# 2130 FEL Plumbing



## pogobill (Jan 31, 2012)

Morning all,
Just picked up a Frey FEL with my BIL for his newly acquired 2130 tractor. We want to "T" into the hydraulics in the midships, and haven't had a look at it yet as the tractor hasn't been delivered yet. Does anyone have a picture of how to hook the loader hydraulics here at the valve, and what size of fittings may be needed to tap into the system? From what I gather, the FEL is set up with both a male and a female quick connect fitting to match the male fitting attached to a "T" fitting added to the line coming out of the rear of the valve, and a female fitting coming straight out of the front of the valve. 
Any ideas or photos and thread specifications to get the plumbing done would certainly be greatly appreciated.
Cheers
Bill


----------



## sixbales (May 18, 2011)

Howdy Bill,

I asked this question on a JD forum, and obtained the following response from *centash (Ben)*:

"Closed Centre. Return line must go in the ported filter cover underneath the tractor. Supply line tees into a fitting under and beside the remote lever. You should be able to get a diagram of where these fittings are from Deere, since there are several different ways it connects, depending on what hydraulic options the tractor has. What kind of loader/control valve? Ben"


----------



## sixbales (May 18, 2011)

Bill,

Here is a second response from *TX Jim*:

Best place to access hyd pressure is to tee into fitting behind pressure control valve. Pressure control valve is located on RH side of trans case behind hyd filter housing.

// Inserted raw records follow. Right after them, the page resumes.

//! The ordered defaults list that drives composition: plain document
//! references plus group bindings that select one document out of a named
//! alternatives directory.

use serde_yaml::Value;

use crate::error::ComposerError;

#[derive(Debug, Clone, PartialEq)]
pub struct GroupBinding {
    pub group: String,
    /// `None` drops the group; `Some("_SKIP_")` defers it to a sweep child.
    pub choice: Option<String>,
    pub optional: bool,
}

#[derive(Debug, Clone, PartialEq)]
pub enum DefaultsEntry {
    Bare(String),
    Group(GroupBinding),
}

pub const SWEEP_SENTINEL: &str = "_SKIP_";

#[derive(Debug, Clone, Default)]
pub struct DefaultsList(Vec<DefaultsEntry>);

impl DefaultsList {
    pub fn new() -> Self {
        Self::default()
    }

    /// Parse a defaults list out of a YAML value. `Null` (an absent `defaults:`
    /// key) is treated as an empty list.
    pub fn from_value(value: &Value) -> Result<Self, ComposerError> {
        let seq = match value {
            Value::Sequence(seq) => seq,
            Value::Null => return Ok(Self::default()),
            _ => {
                return Err(ComposerError::InvalidDefaults {
                    reason: "defaults must be a list".to_string(),
                });
            }
        };

        let mut out = Vec::with_capacity(seq.len());
        for item in seq {
            out.push(parse_entry(item)?);
        }
        Ok(Self(out))
    }

    pub fn push(&mut self, entry: DefaultsEntry) {
        self.0.push(entry);
    }

    pub fn len(&self) -> usize {
        self.0.len()
    }

    pub fn is_empty(&self) -> bool {
        self.0.is_empty()
    }

    pub fn iter(&self) -> impl Iterator<Item = &DefaultsEntry> {
        self.0.iter()
    }

    pub fn has_group(&self, group: &str) -> bool {
        self.0
            .iter()
            .any(|e| matches!(e, DefaultsEntry::Group(b) if b.group == group))
    }

    pub fn group_mut(&mut self, group: &str) -> Option<&mut GroupBinding> {
        self.0.iter_mut().find_map(|e| match e {
            DefaultsEntry::Group(b) if b.group == group => Some(b),
            _ => None,
        })
    }

    pub fn remove_group(&mut self, group: &str) {
        self.0
            .retain(|e| !matches!(e, DefaultsEntry::Group(b) if b.group == group));
    }

    /// Merge `secondary` into `primary`: a group already present in `primary`
    /// has its choice replaced in place; anything else is appended.
    pub fn merge(primary: &mut DefaultsList, secondary: &DefaultsList) {
        for entry in secondary.0.iter() {
            match entry {
                DefaultsEntry::Group(incoming) => {
                    if let Some(existing) = primary.group_mut(&incoming.group) {
                        existing.choice = incoming.choice.clone();
                        existing.optional = incoming.optional;
                    } else {
                        primary.0.push(entry.clone());
                    }
                }
                DefaultsEntry::Bare(_) => primary.0.push(entry.clone()),
            }
        }
    }
}

fn parse_entry(item: &Value) -> Result<DefaultsEntry, ComposerError> {
    match item {
        Value::String(s) => Ok(DefaultsEntry::Bare(s.clone())),
        Value::Mapping(map) => {
            let mut group = None;
            let mut choice = None;
            let mut optional = false;

            for (k, v) in map {
                let key = k.as_str().ok_or_else(|| ComposerError::InvalidDefaults {
                    reason: "defaults map key must be a string".to_string(),
                })?;
                if key == "optional" {
                    optional = v.as_bool().ok_or_else(|| ComposerError::InvalidDefaults {
                        reason: "optional must be a bool".to_string(),
                    })?;
                    continue;
                }
                if group.is_some() {
                    return Err(ComposerError::InvalidDefaults {
                        reason: format!("defaults entry has more than one group key ('{key}' alongside an earlier one)"),
                    });
                }
                group = Some(key.to_string());
                choice = match v {
                    Value::String(s) => Some(s.clone()),
                    Value::Null => None,
                    _ => {
                        return Err(ComposerError::InvalidDefaults {
                            reason: format!("defaults choice for '{key}' must be a string or null"),
                        });
                    }
                };
            }

            let group = group.ok_or_else(|| ComposerError::InvalidDefaults {
                reason: "defaults entry is missing a group key".to_string(),
            })?;
            Ok(DefaultsEntry::Group(GroupBinding {
                group,
                choice,
                optional,
            }))
        }
        _ => Err(ComposerError::InvalidDefaults {
            reason: "defaults entry must be a string or a mapping".to_string(),
        }),
    }
}

#[cfg(test)]
mod tests {
    use super::*;

    fn value(yaml: &str) -> Value {
        serde_yaml::from_str(yaml).unwrap()
    }

    #[test]
    fn parses_bare_and_group_entries() {
        let list = DefaultsList::from_value(&value("[config, {model: a}, {launcher: local, optional: true}]")).unwrap();
        assert_eq!(list.len(), 3);
        assert!(matches!(&list.iter().next().unwrap(), DefaultsEntry::Bare(s) if s == "config"));
        assert!(list.has_group("model"));
        let launcher = list.iter().nth(2).unwrap();
        if let DefaultsEntry::Group(b) = launcher {
            assert_eq!(b.group, "launcher");
            assert!(b.optional);
        } else {
            panic!("expected group entry");
        }
    }

    #[test]
    fn absent_defaults_is_empty() {
        let list = DefaultsList::from_value(&Value::Null).unwrap();
        assert!(list.is_empty());
    }

    #[test]
    fn rejects_non_list() {
        let err = DefaultsList::from_value(&value("just_a_string")).unwrap_err();
        assert!(matches!(err, ComposerError::InvalidDefaults { .. }));
    }

    #[test]
    fn rejects_two_group_keys_in_one_entry() {
        let err = DefaultsList::from_value(&value("[{model: a, launcher: b}]")).unwrap_err();
        assert!(matches!(err, ComposerError::InvalidDefaults { .. }));
    }

    #[test]
    fn merge_replaces_existing_group_in_place() {
        let mut primary = DefaultsList::from_value(&value("[{model: a}, {launcher: local}]")).unwrap();
        let secondary = DefaultsList::from_value(&value("[{model: b}]")).unwrap();
        DefaultsList::merge(&mut primary, &secondary);
        assert_eq!(primary.len(), 2);
        assert_eq!(primary.group_mut("model").unwrap().choice, Some("b".to_string()));
    }

    #[test]
    fn merge_appends_new_group() {
        let mut primary = DefaultsList::from_value(&value("[{model: a}]")).unwrap();
        let secondary = DefaultsList::from_value(&value("[{optimizer: adam}]")).unwrap();
        DefaultsList::merge(&mut primary, &secondary);
        assert_eq!(primary.len(), 2);
        assert!(primary.has_group("optimizer"));
    }

    #[test]
    fn merge_empty_secondary_is_identity() {
        let mut primary = DefaultsList::from_value(&value("[{model: a}]")).unwrap();
        let before = primary.len();
        DefaultsList::merge(&mut primary, &DefaultsList::new());
        assert_eq!(primary.len(), before);
    }

    #[test]
    fn null_choice_means_drop() {
        let list = DefaultsList::from_value(&value("[{model: null}]")).unwrap();
        let entry = list.iter().next().unwrap();
        if let DefaultsEntry::Group(b) = entry {
            assert_eq!(b.choice, None);
        } else {
            panic!("expected group entry");
        }
    }
}
use std::path::PathBuf;
use thiserror::Error;

#[derive(Debug, Error)]
#[cfg_attr(feature = "rich-errors", derive(miette::Diagnostic))]
pub enum ComposerError {
    #[error("primary config '{name}' not found on search path: [{}]", .search_path.join(", "))]
    MissingPrimaryConfig {
        name: String,
        search_path: Vec<String>,
    },

    #[error("could not find '{choice}' in group '{group}' (available: [{}])", .options.join(", "))]
    MissingConfig {
        group: String,
        choice: String,
        options: Vec<String>,
    },

    #[error("invalid defaults list: {reason}")]
    InvalidDefaults { reason: String },

    #[error("override '{token}' is not a valid key=value pair")]
    InvalidOverride { token: String },

    #[error("package '{module}' exists but is not importable (missing package init)")]
    PackageNotImportable { module: String },

    #[error("strict mode: key '{key}' does not exist in the composed configuration")]
    StrictViolation { key: String },

    #[error("document root of '{path}' must be a mapping")]
    InvalidDocumentRoot { path: String },

    #[error("failed to parse '{path}': {source}")]
    Parse {
        path: String,
        source: serde_yaml::Error,
    },

    #[error("failed to read {path}: {source}")]
    Io {
        path: PathBuf,
        source: std::io::Error,
    },
}
//! A hierarchical configuration composer.
//!
//! Users describe their configuration as a primary document plus an ordered
//! *defaults list* naming further documents to merge in, and [`Composer`]
//! resolves that list against a multi-provider [`SearchPath`] — filesystem
//! directories and `pkg://`-scheme packaged resources — to produce a single
//! [`Document`]. Command-line overrides are then classified into group
//! rewrites (which alter the defaults list before composition), free
//! defaults additions, and residual leaf-value sets applied after the merge.
//!
//! # Quick start
//!
//! ```ignore
//! let composer = Composer::builder()
//!     .add_entry("user", Location::Filesystem("./conf".into()))
//!     .build();
//!
//! let composed = composer.load_configuration(Some("config"), &overrides, None)?;
//! ```

pub mod composer;
pub mod defaults;
pub mod document;
pub mod document_store;
pub mod error;
pub mod group_lister;
pub mod job_runtime;
pub mod override_classifier;
pub mod override_parser;
pub mod resolver;
pub mod search_path;

#[cfg(test)]
mod fixtures;

pub use composer::{Composed, Composer, ComposerBuilder};
pub use defaults::{DefaultsEntry, DefaultsList, GroupBinding};
pub use document::Document;
pub use document_store::{DocumentStore, LoadTrace, LoadTraceEntry};
pub use error::ComposerError;
pub use group_lister::{EntryKind, GroupLister};
pub use job_runtime::{DefaultJobRuntime, JobRuntime};
pub use override_classifier::{ClassifiedOverrides, classify};
pub use override_parser::{RawOverride, parse as parse_overrides};
pub use resolver::{PackageProbe, PackageSource, ResourceResolver};
pub use search_path::{Entry, Location, SearchPath};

Ported hyd filter cover is best place to return hyd oil from FEL control valve.


----------



## pogobill (Jan 31, 2012)

Thanks for the response sixbales. I've been think about this for a week now just wondering what we could do, but not having the tractor to actually look at has made it somewhat difficult. 
Good news is, I helped him unload his tractor and treasures yesterday afternoon. Looks like we can now have a good look at it and with your suggestions, we may be able to sort it!! 
I'll keep you posted.
Cheers


----------



## pogobill (Jan 31, 2012)

I was going to start another thread, but I have this one sitting here, and I do need to update what's going on. Not much, with the way the weather has been!! I do have another question. My BIL bought a repair manual for his 2130 on a CD. Only thing is, the first few page of, I believe section 5.0, that shows the hydraulics on his tractor is missing! The text portion that he has been reading up on tells him to refer to the diagrams on the pages that are missing! What are the odds!?! 
Anyways, does anyone happen to have the manual and be willing to copy a couple of pages for me? 
And thanks again sixbales, your posts have been a great help. When we get the courage to climb under that tractor in fairer weather, we'll get some pictures!


----------